-- WHAT IS NEEDED --
Draw out every line with the word "service" from the listing below.

-- INPUT RECORDS --
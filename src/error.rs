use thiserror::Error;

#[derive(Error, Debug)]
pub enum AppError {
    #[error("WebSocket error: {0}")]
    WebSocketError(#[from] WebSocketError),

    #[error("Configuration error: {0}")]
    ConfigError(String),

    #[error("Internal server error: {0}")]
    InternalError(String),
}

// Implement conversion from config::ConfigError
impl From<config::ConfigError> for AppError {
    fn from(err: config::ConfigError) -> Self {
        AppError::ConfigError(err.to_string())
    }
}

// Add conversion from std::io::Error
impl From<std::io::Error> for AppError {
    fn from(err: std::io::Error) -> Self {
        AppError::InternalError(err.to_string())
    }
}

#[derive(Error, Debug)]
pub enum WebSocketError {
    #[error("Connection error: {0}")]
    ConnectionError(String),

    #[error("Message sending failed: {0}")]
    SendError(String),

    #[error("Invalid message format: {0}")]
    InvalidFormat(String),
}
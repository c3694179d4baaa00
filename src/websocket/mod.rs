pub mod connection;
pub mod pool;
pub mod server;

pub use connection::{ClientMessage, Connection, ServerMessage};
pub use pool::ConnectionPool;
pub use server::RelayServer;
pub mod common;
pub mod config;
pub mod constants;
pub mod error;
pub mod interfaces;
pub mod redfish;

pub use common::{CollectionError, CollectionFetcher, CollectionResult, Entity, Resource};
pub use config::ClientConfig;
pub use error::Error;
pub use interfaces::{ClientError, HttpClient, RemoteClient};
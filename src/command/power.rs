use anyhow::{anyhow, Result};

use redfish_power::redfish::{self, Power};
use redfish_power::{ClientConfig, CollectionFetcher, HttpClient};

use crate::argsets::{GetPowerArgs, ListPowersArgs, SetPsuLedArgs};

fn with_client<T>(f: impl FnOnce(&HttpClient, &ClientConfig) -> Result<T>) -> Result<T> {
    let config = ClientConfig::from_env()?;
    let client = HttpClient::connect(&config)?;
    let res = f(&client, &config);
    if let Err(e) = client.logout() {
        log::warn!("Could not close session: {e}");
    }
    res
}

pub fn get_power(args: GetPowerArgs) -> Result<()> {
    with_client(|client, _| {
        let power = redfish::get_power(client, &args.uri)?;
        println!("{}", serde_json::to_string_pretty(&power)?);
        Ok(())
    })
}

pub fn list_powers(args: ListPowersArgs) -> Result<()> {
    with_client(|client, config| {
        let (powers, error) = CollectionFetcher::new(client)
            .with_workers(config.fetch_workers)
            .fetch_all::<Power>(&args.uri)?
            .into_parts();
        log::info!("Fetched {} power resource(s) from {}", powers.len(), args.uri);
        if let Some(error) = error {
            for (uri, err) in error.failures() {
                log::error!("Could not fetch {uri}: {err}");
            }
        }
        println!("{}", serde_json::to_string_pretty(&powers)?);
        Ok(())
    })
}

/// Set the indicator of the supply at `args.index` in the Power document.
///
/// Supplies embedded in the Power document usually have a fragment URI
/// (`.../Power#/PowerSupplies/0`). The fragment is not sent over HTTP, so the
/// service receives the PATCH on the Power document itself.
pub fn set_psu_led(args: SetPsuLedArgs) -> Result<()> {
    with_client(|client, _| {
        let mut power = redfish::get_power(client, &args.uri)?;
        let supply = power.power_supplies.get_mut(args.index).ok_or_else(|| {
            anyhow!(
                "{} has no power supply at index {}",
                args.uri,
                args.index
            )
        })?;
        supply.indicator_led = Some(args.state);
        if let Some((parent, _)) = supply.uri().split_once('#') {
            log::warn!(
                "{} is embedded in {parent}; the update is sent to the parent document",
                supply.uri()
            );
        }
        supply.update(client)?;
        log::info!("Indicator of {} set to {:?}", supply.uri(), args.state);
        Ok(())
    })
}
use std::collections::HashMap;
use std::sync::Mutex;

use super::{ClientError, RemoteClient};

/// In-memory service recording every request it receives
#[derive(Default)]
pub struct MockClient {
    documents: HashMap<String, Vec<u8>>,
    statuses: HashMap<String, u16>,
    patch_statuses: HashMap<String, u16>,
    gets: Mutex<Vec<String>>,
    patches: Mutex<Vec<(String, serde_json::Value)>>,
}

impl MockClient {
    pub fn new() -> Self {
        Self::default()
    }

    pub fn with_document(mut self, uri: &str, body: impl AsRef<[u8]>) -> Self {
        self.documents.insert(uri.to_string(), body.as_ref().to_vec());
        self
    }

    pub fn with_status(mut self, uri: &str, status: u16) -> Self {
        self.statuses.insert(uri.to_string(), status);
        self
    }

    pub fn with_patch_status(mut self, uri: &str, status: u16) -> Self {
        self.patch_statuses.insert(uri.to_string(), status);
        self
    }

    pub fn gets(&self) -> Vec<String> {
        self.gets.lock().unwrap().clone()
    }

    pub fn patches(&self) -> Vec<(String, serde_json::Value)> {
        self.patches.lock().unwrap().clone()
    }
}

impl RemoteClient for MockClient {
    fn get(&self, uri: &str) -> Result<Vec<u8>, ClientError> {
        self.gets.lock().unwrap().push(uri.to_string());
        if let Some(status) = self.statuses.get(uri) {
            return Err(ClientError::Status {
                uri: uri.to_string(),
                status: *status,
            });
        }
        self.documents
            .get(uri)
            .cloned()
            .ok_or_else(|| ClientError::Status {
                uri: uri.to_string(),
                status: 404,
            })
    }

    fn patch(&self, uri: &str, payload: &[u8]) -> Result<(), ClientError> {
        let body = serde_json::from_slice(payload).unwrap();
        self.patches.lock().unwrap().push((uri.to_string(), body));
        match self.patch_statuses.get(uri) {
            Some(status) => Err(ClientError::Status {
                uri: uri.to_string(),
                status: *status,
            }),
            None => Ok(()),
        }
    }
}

---

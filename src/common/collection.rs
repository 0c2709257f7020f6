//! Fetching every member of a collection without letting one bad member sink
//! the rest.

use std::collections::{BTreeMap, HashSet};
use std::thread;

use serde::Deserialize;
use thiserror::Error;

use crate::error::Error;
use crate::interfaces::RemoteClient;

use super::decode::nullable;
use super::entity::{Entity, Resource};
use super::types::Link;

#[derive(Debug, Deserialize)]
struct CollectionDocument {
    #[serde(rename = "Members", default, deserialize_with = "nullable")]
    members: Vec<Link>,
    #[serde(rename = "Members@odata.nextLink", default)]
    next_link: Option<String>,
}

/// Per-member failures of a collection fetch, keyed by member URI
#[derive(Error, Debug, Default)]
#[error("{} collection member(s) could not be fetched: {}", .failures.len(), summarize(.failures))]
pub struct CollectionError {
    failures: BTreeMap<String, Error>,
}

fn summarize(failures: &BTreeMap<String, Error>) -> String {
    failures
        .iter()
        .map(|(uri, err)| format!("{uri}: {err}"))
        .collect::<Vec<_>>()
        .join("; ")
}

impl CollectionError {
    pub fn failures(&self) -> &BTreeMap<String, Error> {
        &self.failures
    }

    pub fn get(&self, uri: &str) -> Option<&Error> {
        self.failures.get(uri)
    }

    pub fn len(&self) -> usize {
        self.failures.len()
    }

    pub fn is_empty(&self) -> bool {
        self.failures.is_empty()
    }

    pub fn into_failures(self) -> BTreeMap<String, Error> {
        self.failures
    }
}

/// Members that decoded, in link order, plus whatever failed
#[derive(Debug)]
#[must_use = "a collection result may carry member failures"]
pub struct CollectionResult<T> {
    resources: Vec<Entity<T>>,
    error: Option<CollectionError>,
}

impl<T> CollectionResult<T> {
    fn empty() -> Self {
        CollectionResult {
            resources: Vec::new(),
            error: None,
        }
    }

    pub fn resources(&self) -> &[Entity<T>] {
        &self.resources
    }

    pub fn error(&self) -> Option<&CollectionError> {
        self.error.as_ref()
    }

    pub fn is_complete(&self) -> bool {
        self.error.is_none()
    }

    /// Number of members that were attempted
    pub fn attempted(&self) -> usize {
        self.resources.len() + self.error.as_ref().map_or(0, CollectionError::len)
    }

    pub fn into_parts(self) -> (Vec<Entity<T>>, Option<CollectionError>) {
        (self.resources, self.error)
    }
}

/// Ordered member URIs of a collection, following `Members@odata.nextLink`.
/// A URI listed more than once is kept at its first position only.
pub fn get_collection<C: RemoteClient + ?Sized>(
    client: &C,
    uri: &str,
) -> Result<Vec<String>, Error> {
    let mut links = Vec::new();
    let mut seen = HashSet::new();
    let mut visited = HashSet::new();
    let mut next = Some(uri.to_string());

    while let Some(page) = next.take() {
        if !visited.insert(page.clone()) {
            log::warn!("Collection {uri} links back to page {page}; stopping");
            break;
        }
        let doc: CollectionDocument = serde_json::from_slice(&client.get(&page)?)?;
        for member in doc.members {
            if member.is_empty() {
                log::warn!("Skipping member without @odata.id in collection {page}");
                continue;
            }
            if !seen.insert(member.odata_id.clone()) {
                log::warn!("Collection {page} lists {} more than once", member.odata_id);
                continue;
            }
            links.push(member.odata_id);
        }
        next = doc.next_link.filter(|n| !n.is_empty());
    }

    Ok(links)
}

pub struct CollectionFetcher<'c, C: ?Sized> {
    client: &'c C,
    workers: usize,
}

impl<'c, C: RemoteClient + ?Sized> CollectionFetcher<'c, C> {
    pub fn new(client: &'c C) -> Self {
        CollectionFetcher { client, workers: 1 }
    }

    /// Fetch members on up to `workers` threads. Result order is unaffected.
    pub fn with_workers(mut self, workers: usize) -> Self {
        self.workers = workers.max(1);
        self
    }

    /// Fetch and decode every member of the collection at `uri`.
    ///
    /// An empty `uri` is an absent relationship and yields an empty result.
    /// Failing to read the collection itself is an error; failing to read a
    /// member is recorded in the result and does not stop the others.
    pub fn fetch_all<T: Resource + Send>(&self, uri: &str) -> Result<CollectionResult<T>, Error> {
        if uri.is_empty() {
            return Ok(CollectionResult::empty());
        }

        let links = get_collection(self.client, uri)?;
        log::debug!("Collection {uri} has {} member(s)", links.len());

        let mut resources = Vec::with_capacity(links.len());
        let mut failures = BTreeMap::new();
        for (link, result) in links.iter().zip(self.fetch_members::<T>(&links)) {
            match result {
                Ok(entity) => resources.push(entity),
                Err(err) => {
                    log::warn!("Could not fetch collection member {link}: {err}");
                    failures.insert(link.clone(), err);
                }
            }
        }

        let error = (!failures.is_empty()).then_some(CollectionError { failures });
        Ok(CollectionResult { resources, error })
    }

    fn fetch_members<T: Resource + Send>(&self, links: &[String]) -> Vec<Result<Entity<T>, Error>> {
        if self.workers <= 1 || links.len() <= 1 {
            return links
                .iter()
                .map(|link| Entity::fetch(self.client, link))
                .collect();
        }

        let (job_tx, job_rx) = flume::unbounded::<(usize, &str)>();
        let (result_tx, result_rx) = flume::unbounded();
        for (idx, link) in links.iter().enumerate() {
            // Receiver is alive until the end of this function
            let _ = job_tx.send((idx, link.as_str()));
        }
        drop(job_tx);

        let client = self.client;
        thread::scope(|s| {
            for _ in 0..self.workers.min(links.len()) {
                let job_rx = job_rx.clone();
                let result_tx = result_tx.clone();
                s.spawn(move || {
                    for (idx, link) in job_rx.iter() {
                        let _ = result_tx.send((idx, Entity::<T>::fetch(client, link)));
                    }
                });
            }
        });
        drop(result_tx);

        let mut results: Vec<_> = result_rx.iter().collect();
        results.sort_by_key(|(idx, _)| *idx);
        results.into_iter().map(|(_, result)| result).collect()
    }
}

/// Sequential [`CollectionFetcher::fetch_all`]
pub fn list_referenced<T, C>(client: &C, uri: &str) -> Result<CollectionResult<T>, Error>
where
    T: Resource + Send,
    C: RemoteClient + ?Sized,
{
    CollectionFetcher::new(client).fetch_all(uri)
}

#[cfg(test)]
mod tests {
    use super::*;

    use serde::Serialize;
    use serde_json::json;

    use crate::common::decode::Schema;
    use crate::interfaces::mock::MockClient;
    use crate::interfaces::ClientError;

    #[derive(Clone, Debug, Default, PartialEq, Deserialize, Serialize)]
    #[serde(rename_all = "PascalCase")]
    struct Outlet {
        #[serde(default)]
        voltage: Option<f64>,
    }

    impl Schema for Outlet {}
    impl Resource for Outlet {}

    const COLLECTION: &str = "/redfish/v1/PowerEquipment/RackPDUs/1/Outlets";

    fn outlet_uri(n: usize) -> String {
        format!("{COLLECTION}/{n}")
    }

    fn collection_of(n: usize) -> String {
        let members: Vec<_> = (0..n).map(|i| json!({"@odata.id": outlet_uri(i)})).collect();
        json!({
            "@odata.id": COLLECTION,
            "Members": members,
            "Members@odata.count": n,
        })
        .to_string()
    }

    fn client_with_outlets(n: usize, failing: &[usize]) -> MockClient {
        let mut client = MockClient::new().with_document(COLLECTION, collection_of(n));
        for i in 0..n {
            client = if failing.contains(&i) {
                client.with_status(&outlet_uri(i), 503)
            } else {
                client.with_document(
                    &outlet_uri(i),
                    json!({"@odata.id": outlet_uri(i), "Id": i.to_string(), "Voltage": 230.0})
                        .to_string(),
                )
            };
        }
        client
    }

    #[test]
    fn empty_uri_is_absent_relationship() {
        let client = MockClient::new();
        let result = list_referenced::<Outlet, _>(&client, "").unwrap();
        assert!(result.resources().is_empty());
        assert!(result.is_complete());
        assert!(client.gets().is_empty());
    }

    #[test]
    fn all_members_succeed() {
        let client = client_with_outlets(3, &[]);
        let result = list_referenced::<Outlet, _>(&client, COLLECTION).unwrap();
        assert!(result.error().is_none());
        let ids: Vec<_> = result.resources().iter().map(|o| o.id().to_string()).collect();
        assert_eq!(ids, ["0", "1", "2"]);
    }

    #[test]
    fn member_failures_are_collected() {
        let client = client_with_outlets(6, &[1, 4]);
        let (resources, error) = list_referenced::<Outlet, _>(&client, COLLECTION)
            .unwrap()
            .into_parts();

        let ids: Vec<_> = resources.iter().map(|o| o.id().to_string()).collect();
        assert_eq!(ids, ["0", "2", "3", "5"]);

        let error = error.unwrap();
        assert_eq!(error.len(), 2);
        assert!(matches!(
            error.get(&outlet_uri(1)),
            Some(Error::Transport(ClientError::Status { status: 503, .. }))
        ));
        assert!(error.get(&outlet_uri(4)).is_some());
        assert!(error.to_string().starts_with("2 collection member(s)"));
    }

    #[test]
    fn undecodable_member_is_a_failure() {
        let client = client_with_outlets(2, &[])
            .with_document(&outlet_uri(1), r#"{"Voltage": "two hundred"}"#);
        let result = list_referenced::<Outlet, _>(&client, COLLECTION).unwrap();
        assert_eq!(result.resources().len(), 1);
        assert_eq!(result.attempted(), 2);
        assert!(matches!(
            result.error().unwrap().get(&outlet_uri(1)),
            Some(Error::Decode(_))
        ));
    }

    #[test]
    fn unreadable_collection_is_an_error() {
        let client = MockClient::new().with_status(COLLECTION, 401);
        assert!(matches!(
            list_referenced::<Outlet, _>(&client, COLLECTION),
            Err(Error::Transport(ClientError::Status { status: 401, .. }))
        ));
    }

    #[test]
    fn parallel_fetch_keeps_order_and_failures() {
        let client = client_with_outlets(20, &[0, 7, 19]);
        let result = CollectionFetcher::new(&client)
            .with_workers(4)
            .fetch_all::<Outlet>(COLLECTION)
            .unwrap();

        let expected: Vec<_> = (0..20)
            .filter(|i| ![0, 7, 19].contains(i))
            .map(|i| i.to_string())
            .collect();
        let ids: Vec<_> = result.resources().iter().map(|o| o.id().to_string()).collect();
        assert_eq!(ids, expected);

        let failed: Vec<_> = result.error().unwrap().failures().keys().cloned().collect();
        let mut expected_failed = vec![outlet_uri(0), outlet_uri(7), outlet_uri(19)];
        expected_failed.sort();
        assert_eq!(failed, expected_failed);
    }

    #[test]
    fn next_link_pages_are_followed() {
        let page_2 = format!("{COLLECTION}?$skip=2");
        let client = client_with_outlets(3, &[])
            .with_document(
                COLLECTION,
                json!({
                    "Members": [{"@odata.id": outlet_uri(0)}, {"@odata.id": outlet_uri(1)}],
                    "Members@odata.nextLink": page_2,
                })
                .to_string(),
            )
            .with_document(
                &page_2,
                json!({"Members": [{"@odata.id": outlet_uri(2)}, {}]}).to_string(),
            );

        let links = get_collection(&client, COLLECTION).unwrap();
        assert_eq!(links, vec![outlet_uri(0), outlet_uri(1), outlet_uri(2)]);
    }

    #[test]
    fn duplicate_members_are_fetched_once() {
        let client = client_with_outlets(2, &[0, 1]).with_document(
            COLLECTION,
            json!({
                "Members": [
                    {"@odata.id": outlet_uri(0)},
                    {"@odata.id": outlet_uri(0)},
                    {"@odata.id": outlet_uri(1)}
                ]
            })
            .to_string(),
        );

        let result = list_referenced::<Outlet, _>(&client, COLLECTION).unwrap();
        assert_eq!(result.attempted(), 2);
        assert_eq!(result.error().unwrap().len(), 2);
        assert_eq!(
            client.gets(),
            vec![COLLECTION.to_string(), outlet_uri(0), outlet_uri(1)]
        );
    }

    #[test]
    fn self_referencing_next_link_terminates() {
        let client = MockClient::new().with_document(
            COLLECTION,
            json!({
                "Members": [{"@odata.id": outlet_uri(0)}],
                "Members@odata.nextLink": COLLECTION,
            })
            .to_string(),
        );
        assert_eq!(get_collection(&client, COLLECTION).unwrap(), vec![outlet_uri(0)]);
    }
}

* * *

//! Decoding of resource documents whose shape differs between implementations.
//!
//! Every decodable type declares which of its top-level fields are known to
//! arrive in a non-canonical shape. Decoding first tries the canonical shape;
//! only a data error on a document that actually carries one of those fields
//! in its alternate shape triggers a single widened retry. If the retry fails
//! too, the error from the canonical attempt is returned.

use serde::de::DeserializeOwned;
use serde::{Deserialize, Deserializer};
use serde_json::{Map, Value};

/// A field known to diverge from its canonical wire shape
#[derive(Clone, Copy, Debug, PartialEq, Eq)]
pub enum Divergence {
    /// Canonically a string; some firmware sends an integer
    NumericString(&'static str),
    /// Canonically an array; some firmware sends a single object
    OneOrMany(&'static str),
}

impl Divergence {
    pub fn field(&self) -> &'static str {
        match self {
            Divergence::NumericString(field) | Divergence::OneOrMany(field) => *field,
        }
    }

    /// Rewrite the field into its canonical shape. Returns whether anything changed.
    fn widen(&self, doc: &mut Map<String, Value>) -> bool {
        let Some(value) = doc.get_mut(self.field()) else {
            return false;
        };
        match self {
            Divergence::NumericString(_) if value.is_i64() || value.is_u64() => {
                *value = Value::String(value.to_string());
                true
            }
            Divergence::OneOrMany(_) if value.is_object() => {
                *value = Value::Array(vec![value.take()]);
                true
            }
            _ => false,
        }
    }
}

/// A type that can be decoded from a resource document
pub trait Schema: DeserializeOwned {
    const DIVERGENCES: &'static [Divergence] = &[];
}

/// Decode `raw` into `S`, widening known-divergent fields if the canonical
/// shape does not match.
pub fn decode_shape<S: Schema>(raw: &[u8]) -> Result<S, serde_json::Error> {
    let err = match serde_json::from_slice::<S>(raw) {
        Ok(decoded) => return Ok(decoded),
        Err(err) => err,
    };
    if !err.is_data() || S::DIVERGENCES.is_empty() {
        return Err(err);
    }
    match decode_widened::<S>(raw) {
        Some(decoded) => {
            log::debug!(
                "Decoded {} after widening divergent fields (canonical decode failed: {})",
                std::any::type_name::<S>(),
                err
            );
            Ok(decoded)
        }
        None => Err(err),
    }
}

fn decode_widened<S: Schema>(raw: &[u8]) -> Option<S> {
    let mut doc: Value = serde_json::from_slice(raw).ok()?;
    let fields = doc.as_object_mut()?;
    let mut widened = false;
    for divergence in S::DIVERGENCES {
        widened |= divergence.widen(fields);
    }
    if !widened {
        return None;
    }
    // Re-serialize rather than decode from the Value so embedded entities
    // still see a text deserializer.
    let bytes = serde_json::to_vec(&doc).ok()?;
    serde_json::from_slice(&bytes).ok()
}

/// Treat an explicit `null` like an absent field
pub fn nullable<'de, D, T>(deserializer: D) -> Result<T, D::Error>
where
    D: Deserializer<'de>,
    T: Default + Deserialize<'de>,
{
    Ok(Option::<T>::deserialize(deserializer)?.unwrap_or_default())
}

-- THE COMPLETED TASK --
/// service receives the PATCH on the Power document itself.
/// In-memory service recording every request it receives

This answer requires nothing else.